[Stored items]
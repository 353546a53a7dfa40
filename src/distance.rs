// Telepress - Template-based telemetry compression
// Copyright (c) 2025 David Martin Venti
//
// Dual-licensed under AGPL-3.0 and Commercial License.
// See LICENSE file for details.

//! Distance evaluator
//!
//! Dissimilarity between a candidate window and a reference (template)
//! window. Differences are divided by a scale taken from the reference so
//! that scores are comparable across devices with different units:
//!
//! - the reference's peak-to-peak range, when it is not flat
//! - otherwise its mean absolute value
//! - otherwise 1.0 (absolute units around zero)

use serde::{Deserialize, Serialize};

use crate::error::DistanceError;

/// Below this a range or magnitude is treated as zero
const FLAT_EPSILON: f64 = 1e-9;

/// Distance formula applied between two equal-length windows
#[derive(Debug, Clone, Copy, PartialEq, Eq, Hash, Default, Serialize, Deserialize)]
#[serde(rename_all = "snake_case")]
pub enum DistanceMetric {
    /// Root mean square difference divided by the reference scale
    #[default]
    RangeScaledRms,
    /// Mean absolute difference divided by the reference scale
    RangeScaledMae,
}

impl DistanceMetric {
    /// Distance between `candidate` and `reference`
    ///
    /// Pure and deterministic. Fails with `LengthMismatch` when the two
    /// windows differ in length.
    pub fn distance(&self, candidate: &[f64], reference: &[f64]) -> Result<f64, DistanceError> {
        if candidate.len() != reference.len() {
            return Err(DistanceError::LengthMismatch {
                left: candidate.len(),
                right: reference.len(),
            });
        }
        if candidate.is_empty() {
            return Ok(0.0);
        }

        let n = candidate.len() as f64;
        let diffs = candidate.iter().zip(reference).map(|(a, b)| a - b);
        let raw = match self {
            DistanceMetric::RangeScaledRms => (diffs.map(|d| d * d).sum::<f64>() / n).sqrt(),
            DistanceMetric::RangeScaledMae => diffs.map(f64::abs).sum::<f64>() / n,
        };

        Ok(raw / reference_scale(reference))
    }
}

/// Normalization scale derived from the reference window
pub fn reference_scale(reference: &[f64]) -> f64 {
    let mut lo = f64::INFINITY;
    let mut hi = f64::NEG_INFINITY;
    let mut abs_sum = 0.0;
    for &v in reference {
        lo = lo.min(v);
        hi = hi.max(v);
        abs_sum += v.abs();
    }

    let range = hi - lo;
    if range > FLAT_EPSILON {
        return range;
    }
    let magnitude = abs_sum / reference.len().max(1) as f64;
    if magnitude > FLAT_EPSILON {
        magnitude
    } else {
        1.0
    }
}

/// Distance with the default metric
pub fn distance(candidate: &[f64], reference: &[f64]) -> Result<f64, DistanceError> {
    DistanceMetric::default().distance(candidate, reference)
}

--

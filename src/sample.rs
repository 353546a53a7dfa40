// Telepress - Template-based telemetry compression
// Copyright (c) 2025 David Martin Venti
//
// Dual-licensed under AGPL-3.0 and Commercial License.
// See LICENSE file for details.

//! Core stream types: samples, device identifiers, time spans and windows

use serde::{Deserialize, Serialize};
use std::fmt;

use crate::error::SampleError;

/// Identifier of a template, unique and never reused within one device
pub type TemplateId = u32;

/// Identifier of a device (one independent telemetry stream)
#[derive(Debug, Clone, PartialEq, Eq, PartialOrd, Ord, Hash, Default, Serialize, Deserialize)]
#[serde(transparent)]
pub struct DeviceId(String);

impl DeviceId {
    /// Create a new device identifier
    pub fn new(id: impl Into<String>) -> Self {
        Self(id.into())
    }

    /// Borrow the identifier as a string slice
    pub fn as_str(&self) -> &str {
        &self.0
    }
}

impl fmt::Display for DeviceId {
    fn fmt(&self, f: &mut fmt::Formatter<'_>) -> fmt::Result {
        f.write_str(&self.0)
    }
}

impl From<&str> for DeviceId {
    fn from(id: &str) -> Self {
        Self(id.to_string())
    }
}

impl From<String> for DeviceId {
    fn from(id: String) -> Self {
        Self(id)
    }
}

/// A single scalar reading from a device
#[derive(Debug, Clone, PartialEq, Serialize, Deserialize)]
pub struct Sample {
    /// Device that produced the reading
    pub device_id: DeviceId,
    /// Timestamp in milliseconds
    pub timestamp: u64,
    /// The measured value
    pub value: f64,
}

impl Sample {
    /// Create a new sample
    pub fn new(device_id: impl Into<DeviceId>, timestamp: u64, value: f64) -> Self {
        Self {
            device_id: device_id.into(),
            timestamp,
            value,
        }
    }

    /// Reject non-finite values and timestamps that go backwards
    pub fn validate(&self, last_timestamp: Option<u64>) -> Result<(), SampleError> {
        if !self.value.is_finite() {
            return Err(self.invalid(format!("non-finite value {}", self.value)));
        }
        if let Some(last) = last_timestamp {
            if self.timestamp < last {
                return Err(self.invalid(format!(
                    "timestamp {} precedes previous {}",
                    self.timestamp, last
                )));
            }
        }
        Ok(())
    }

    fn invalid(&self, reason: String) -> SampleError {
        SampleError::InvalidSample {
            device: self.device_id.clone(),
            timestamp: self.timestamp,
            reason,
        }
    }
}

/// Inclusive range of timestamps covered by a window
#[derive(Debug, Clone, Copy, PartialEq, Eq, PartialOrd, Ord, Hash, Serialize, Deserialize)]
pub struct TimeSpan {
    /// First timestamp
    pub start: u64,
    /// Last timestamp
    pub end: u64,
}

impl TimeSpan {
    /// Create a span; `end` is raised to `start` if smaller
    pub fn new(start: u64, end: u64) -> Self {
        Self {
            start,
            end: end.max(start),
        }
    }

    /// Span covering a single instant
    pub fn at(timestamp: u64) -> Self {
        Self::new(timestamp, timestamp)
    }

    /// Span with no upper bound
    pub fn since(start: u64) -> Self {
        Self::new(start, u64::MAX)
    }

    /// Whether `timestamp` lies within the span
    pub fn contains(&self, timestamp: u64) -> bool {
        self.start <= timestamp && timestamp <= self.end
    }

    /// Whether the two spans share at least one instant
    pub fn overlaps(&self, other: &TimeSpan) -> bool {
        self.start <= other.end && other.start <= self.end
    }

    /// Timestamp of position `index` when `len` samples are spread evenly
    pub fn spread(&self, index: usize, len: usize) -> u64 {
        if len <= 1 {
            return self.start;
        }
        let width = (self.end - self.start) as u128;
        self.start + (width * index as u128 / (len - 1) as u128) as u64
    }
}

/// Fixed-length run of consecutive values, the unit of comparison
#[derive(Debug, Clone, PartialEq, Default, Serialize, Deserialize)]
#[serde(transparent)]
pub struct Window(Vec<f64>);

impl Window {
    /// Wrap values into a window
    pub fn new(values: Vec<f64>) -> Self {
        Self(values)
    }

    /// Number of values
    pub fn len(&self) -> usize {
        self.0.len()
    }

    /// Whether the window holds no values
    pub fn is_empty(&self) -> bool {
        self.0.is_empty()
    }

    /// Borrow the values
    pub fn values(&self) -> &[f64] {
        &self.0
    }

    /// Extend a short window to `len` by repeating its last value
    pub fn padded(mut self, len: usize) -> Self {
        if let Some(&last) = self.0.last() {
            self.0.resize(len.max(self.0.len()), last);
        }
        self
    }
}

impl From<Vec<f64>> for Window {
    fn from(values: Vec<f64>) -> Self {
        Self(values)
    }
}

= YOUR INSTRUCTIONS =
In the lines above, find the word "spread" and copy each line that contains it.

= EXERCISE SOLUTION =
    /// Timestamp of position `index` when `len` samples are spread evenly
    pub fn spread(&self, index: usize, len: usize) -> u64 {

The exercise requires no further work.